WORKING DATA →

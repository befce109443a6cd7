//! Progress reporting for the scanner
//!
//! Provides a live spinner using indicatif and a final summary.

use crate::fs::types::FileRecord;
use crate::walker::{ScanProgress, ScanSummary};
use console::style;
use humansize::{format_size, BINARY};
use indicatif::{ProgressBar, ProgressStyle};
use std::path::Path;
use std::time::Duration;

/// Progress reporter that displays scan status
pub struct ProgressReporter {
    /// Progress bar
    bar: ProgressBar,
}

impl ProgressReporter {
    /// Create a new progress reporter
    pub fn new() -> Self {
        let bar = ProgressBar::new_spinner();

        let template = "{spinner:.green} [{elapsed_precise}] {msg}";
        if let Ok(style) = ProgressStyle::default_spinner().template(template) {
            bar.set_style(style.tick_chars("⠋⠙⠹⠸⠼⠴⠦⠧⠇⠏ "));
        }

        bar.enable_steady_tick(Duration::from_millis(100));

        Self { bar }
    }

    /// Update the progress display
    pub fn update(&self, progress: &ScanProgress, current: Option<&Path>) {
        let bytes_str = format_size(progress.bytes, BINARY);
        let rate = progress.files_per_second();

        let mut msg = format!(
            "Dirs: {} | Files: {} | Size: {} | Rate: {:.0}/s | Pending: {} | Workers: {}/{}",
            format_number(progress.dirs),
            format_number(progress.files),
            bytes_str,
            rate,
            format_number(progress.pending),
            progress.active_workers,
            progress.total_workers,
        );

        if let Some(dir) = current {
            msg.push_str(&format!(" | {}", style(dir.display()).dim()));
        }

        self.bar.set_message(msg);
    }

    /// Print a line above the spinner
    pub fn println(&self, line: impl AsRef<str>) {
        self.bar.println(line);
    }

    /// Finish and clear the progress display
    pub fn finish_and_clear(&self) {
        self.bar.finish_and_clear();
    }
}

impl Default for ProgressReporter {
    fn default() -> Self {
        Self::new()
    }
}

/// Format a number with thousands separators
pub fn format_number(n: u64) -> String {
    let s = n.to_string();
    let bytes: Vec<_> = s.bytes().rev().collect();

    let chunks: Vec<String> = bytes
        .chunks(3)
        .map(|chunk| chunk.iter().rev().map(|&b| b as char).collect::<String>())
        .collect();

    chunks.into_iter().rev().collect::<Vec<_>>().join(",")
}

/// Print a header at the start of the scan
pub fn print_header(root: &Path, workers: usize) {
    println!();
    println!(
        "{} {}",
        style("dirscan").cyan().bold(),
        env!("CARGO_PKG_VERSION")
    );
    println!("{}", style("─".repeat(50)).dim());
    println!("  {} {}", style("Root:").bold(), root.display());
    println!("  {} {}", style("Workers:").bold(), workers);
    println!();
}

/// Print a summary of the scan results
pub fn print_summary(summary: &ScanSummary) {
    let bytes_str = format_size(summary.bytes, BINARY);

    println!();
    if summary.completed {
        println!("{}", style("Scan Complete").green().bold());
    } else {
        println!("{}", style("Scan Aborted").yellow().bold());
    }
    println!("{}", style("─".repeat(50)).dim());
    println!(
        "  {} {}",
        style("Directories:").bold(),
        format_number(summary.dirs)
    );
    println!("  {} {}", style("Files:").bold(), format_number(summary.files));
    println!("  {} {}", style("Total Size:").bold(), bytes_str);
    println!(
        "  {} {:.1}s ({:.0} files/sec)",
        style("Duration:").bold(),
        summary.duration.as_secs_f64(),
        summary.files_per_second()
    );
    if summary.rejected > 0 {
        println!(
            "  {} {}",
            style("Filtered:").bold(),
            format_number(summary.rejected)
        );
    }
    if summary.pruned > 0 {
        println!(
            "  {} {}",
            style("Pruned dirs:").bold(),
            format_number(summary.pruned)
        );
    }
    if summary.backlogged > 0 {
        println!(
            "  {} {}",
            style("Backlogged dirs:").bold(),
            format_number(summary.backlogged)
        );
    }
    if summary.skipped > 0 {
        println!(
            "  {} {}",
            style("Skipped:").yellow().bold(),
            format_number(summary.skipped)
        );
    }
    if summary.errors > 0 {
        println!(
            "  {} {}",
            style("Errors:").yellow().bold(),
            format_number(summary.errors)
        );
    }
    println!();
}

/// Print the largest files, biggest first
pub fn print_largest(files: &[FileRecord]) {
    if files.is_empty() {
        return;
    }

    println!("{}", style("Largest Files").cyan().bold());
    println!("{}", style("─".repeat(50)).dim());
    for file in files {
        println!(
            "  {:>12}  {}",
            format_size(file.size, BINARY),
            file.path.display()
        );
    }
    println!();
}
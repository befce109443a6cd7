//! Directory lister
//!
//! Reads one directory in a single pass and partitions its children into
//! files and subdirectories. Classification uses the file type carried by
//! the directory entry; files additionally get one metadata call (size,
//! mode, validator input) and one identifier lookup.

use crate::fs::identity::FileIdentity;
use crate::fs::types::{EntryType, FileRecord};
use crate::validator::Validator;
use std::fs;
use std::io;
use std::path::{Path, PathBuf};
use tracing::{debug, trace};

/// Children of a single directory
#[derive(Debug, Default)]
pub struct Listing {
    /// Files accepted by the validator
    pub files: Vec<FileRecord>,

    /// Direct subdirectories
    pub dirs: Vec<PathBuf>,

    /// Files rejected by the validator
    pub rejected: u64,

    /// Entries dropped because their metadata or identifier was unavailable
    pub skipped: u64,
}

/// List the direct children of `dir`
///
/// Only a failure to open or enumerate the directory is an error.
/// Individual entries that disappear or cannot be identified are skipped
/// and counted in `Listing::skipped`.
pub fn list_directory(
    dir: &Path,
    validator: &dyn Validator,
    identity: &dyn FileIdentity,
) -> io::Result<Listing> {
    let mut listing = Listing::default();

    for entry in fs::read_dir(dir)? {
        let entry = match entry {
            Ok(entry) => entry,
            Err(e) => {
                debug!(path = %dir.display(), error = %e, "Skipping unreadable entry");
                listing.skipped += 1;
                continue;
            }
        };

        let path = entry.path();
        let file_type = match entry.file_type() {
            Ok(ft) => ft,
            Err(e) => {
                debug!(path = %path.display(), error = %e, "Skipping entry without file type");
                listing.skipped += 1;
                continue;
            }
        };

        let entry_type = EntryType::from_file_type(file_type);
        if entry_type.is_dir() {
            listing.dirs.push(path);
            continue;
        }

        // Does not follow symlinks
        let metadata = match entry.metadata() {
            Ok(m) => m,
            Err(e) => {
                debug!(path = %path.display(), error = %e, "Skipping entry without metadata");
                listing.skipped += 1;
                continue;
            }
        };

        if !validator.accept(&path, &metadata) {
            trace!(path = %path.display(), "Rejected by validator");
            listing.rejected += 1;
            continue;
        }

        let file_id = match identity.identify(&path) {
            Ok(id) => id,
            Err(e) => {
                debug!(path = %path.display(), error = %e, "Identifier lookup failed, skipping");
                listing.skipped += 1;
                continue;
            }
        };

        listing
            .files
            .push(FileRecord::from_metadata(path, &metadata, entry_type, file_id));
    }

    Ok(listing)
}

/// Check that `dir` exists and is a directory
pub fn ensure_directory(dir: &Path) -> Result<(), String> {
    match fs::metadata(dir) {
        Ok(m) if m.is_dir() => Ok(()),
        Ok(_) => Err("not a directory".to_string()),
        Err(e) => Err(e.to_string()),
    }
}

EXERCISE DESCRIPTION →
Line count for the string "BINARY": state how many lines in the data contain it, and output nothing else.

WRITTEN RESPONSE →
4